Fonte: Jacques Lacan, Il Seminario – Libro XI – I quattro concetti fondamentali della psicoanalisi 1964, Enaudi, Torino, 2003, p. 79-80.

Mi vedevo vedermi, dice da qualche parte la giovane Parca. Questo enunciato ha sicuramente il suo senso pieno e complesso al contempo, dato che si tratta del tema sviluppato dalla Giovane Parca, quello della femminilità – ma noi non ci siamo ancora arrivati. Per ora abbiamo a che fare con il filosofo, che coglie qualcosa che è uno dei correlati essenziali della coscienza nel suo rapporto con la rappresentazione, e che si designa come mi vedo vedermi. Quale evidenza può essere attribuita a questa formula? Com’è che, insomma, essa resta correlativa di quel modo fondamentale a cui ci siamo riferiti nel cogito cartesiano, attraverso il quale il soggetto si coglie come pensiero?

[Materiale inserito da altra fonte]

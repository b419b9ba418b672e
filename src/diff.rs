//! Markup diff entry point
//!
//! Ties the stages together:
//!
//! ```text
//! old/new markup ─► parse ─► similarity gate ─► div→p ─► tree diff
//!                                                         │
//!                 rendered body ◄─ render ◄─ list/table fixups
//! ```

use tracing::debug;

use crate::algo::{check_similarity_with, dom_diff_with_config, DiffConfig, DiffOutput};
use crate::error::DiffResult;
use crate::node::Document;
use crate::parse::{parse_html, parse_text};
use crate::render::{render_children, render_document, RenderConfig};
use crate::transform::{DivsToParagraphs, FixLists, FixTables, Pipeline, Transform};

/// Returned instead of a diff when the gate rejects the pair
pub const TOO_LARGE: &str =
    "<h2>The differences from the previous version are too large to show concisely.</h2>";

// =============================================================================
// DiffOptions
// =============================================================================

/// Options for [`diff`].
#[derive(Debug, Clone, Copy, PartialEq)]
pub struct DiffOptions {
    /// Minimum similarity ratio needed to show a diff; `0.0` disables the gate
    pub cutoff: f64,
    /// Treat both inputs as plain text instead of markup
    pub plaintext: bool,
    /// Indent the output, one node per line
    pub pretty: bool,
    /// Alignment limits
    pub diff: DiffConfig,
}

impl Default for DiffOptions {
    fn default() -> Self {
        Self {
            cutoff: 0.0,
            plaintext: false,
            pretty: false,
            diff: DiffConfig::default(),
        }
    }
}

impl DiffOptions {
    /// Markup diff, no gate, compact output.
    pub fn new() -> Self {
        Self::default()
    }

    /// Set the similarity cutoff.
    pub fn with_cutoff(mut self, cutoff: f64) -> Self {
        self.cutoff = cutoff;
        self
    }

    /// Diff plain text.
    pub fn plaintext(mut self) -> Self {
        self.plaintext = true;
        self
    }

    /// Indent the output.
    pub fn pretty(mut self) -> Self {
        self.pretty = true;
        self
    }

    /// Set the alignment limits.
    pub fn with_config(mut self, diff: DiffConfig) -> Self {
        self.diff = diff;
        self
    }
}

// =============================================================================
// Entry points
// =============================================================================

/// Show the changes from `old` to `new` as markup.
///
/// Added content is wrapped in `<ins>`, removed content in `<del>`. Only the
/// body content is returned when the document has a `body`.
pub fn diff(old: &str, new: &str, options: &DiffOptions) -> DiffResult<String> {
    let (old_doc, new_doc) = if options.plaintext {
        (parse_text(old), parse_text(new))
    } else {
        (parse_html(old)?, parse_html(new)?)
    };

    if !check_similarity_with(&old_doc, &new_doc, options.cutoff, &options.diff) {
        debug!(cutoff = options.cutoff, "documents too different, skipping diff");
        return Ok(TOO_LARGE.to_string());
    }

    let old_doc = DivsToParagraphs.transform(old_doc);
    let new_doc = DivsToParagraphs.transform(new_doc);

    let DiffOutput { document, stats } = dom_diff_with_config(&old_doc, &new_doc, &options.diff);
    debug!(?stats, "tree diff done");

    let merged = Pipeline::new(document)
        .pipe_if(!options.plaintext, FixLists)
        .pipe_if(!options.plaintext, FixTables)
        .inspect(|doc| {
            let counts = doc.collect_stats();
            debug!(inserts = counts.insert_count, deletes = counts.delete_count, "fixups done");
        })
        .into_inner();

    Ok(render(&merged, options))
}

/// Compare two markup strings, ignoring attribute order and insignificant
/// whitespace.
pub fn html_equal(a: &str, b: &str) -> DiffResult<bool> {
    let mut a = parse_html(a)?;
    let mut b = parse_html(b)?;
    a.root.normalize();
    b.root.normalize();
    Ok(a == b)
}

fn render(doc: &Document, options: &DiffOptions) -> String {
    let config = RenderConfig::new(options.pretty);
    match doc.body() {
        Some(body) => render_children(body, &config),
        None => render_document(doc, &config),
    }
}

Ciò che isola questo cogliersi del pensiero da parte di se stesso è una sorta di dubbio, che è stato chiamato dubbio metodico, che si applica a tutto ciò che potrebbe dare sostegno al pensiero nella rappresentazione. Com’ è allora che il mi vedo vedermi ne resta l’involucro e lo sfondo, e, forse più di quanto non si pensi, ne fonda la certezza? Poiché, mi scaldo scaldandomi è un riferimento al corpo in quanto corpo, sono vinto da questa sensazione di calore che si diffonde da un punto qualsiasi in me e mi localizza come corpo. Mentre, nel mi vedo vedermi, non è affatto percepibile che io sia, in modo analogo, invaso dalla visione.

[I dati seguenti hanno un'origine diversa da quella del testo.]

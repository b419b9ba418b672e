//! Property tests for the diff pipeline.

use html_tree_diff::algo::{diff_text, dom_diff, split_text, TextChange};
use html_tree_diff::node::{tags, Children, Document, Element, Marker, Node};
use html_tree_diff::transform::{distribute, fix_lists, fix_tables};
use proptest::prelude::*;

// =============================================================================
// Strategies
// =============================================================================

fn word() -> impl Strategy<Value = String> {
    prop::sample::select(vec!["alpha", "beta", "gamma", "delta", "one", "two", "we're", "1/2", "&amp;", ","])
        .prop_map(str::to_string)
}

fn sentence() -> impl Strategy<Value = String> {
    prop::collection::vec(word(), 1..8).prop_map(|words| words.join(" "))
}

fn block() -> impl Strategy<Value = Element> {
    prop_oneof![
        (prop::sample::select(vec!["p", "h1", "h2"]), sentence()).prop_map(|(tag, text)| Element::new(tag).text(text)),
        (sentence(), sentence()).prop_map(|(a, b)| Element::new("p").text(a).child(Element::new("em").text(b))),
        prop::collection::vec(sentence(), 1..4).prop_map(|items| {
            Element::with_children("ul", items.into_iter().map(|t| Node::elem(Element::new("li").text(t))))
        }),
    ]
}

fn document() -> impl Strategy<Value = Document> {
    prop::collection::vec(block(), 0..6).prop_map(|blocks| {
        Document::new(Element::with_children("body", blocks.into_iter().map(Node::elem)))
    })
}

/// Element holding `text`, or an empty one
fn leaf(tag: &'static str, text: Option<&'static str>) -> Element {
    match text {
        Some(text) => Element::new(tag).text(text),
        None => Element::new(tag),
    }
}

fn list_document() -> impl Strategy<Value = Document> {
    let item = prop::option::weighted(0.8, prop::sample::select(vec!["a", "b", "c", "d", "e"]));
    (prop::sample::select(vec!["ol", "ul"]), prop::collection::vec(item, 0..6)).prop_map(|(tag, items)| {
        let list = Element::with_children(tag, items.into_iter().map(|t| Node::elem(leaf("li", t))));
        Document::new(Element::new("body").child(list))
    })
}

fn table_document() -> impl Strategy<Value = Document> {
    let cell = prop::option::weighted(0.8, prop::sample::select(vec!["1", "2", "3"]));
    prop::collection::vec(prop::collection::vec(cell, 0..4), 0..5).prop_map(|rows| {
        let tbody = Element::with_children(
            "tbody",
            rows.into_iter().map(|cells| {
                Node::elem(Element::with_children(
                    "tr",
                    cells.into_iter().map(|c| Node::elem(leaf("td", c))),
                ))
            }),
        );
        Document::new(Element::new("body").child(Element::new("table").child(tbody)))
    })
}

fn marker() -> impl Strategy<Value = Element> {
    let child = prop_oneof![
        "[a-z ]{1,6}".prop_map(Node::text),
        Just(Node::elem(Element::new("br"))),
        Just(Node::elem(Element::new("li"))),
        sentence().prop_map(|t| Node::elem(Element::new("li").text(t))),
        sentence().prop_map(|t| Node::elem(Element::new("p").child(Element::new("em").text(t)))),
    ];
    (prop::bool::ANY, prop::collection::vec(child, 0..6)).prop_map(|(insert, children)| {
        let kind = if insert { Marker::Insert } else { Marker::Delete };
        kind.wrap(children)
    })
}

// =============================================================================
// Helpers
// =============================================================================

/// Keep one side of the changes: unwrap `keep` markers, drop the others
fn resolve(elem: &Element, keep: Marker) -> Element {
    let mut out = Element {
        tag: elem.tag.clone(),
        attrs: elem.attrs.clone(),
        children: Children::new(),
    };
    for child in &elem.children {
        match child {
            Node::Element(e) => match e.marker() {
                Some(kind) if kind == keep => out.children.extend(resolve(e, keep).children),
                Some(_) => {}
                None => out.push_elem(resolve(e, keep)),
            },
            other => out.children.push(other.clone()),
        }
    }
    out
}

fn normalized(mut elem: Element) -> Element {
    elem.normalize();
    elem
}

fn no_markers_under(elem: &Element, containers: &[&str]) -> bool {
    let here = !elem.is_any(containers) || elem.children.iter().all(|n| n.marker().is_none());
    here && elem.children_elements().all(|e| no_markers_under(e, containers))
}

fn lists_hold_only_items(elem: &Element) -> bool {
    let here = !elem.is_any(&["ol", "ul"]) || elem.children.iter().all(|n| n.is_tag(tags::LI));
    here && elem.children_elements().all(lists_hold_only_items)
}

/// Elements tagged with one of `tags`, at any depth
fn count_tags(elem: &Element, tags: &[&str]) -> usize {
    elem.children_elements()
        .map(|e| usize::from(e.is_any(tags)) + count_tags(e, tags))
        .sum()
}

// =============================================================================
// Properties
// =============================================================================

proptest! {
    #[test]
    fn test_tokens_reconstruct_input(text in "\\PC{0,60}") {
        let joined: String = split_text(&text).iter().map(|t| t.text).collect();
        prop_assert_eq!(joined, text);
    }

    #[test]
    fn test_text_diff_is_complete(old in sentence(), new in sentence()) {
        let changes = diff_text(&old, &new);
        let accepted: String = changes
            .iter()
            .filter(|c| !matches!(c, TextChange::Delete(_)))
            .map(TextChange::text)
            .collect();
        let rejected: String = changes
            .iter()
            .filter(|c| !matches!(c, TextChange::Insert(_)))
            .map(TextChange::text)
            .collect();
        prop_assert_eq!(accepted, new);
        prop_assert_eq!(rejected, old);
    }

    #[test]
    fn test_text_diff_deletes_before_inserts(old in sentence(), new in sentence()) {
        let changes = diff_text(&old, &new);
        for pair in changes.windows(2) {
            let swapped = matches!((&pair[0], &pair[1]), (TextChange::Insert(_), TextChange::Delete(_)));
            prop_assert!(!swapped, "insert before delete in {:?}", changes);
        }
    }

    #[test]
    fn test_identical_documents_have_no_markers(doc in document()) {
        let merged = dom_diff(&doc, &doc);
        prop_assert_eq!(merged.collect_stats().marker_count(), 0);
        prop_assert_eq!(&merged, &doc);
    }

    #[test]
    fn test_tree_diff_is_complete(old in document(), new in document()) {
        let merged = dom_diff(&old, &new);
        prop_assert_eq!(normalized(resolve(&merged.root, Marker::Insert)), normalized(new.root.clone()));
        prop_assert_eq!(normalized(resolve(&merged.root, Marker::Delete)), normalized(old.root.clone()));
    }

    #[test]
    fn test_block_deletes_before_inserts(old in document(), new in document()) {
        let merged = dom_diff(&old, &new);
        for pair in merged.root.children.windows(2) {
            let swapped = pair[0].marker() == Some(Marker::Insert) && pair[1].marker() == Some(Marker::Delete);
            prop_assert!(!swapped);
        }
    }

    #[test]
    fn test_distribute_is_idempotent(marker in marker()) {
        let once = distribute(marker);
        let twice: Children = once
            .iter()
            .cloned()
            .flat_map(|node| match node {
                Node::Element(e) if e.is_marker() => distribute(*e),
                other => std::iter::once(other).collect(),
            })
            .collect();
        prop_assert_eq!(once, twice);
    }

    #[test]
    fn test_distribute_keeps_content(marker in marker()) {
        let text = marker.text_content();
        let out = Element::with_children("body", distribute(marker));
        prop_assert_eq!(out.text_content(), text);
    }

    #[test]
    fn test_fixed_lists_are_valid(old in list_document(), new in list_document()) {
        let mut merged = dom_diff(&old, &new);
        fix_lists(&mut merged.root);
        prop_assert!(lists_hold_only_items(&merged.root));
        prop_assert!(count_tags(&merged.root, &[tags::LI]) >= count_tags(&new.root, &[tags::LI]));
    }

    #[test]
    fn test_fixed_tables_are_valid(old in table_document(), new in table_document()) {
        let mut merged = dom_diff(&old, &new);
        fix_tables(&mut merged.root);
        prop_assert!(no_markers_under(&merged.root, tags::TABLE_CONTAINERS));
        prop_assert!(count_tags(&merged.root, tags::CELLS) >= count_tags(&new.root, tags::CELLS));
    }
}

Anzi, i fenomenologi hanno potuto articolare con precisione, e nel modo più sconcertante, come sia assolutamente chiaro che io vedo al di fuori, che la percezione non è in me, ma sugli oggetti che essa afferra. E tuttavia, io colgo il mondo in una percezione che sembra derivare dall’immanenza del mi vedo vedermi. Sembra che il privilegio del soggetto si stabilisca qui, da questa relazione riflessiva bipolare che fa si che, dal momento che io percepisco, le mie rappresentazioni mi appartengano.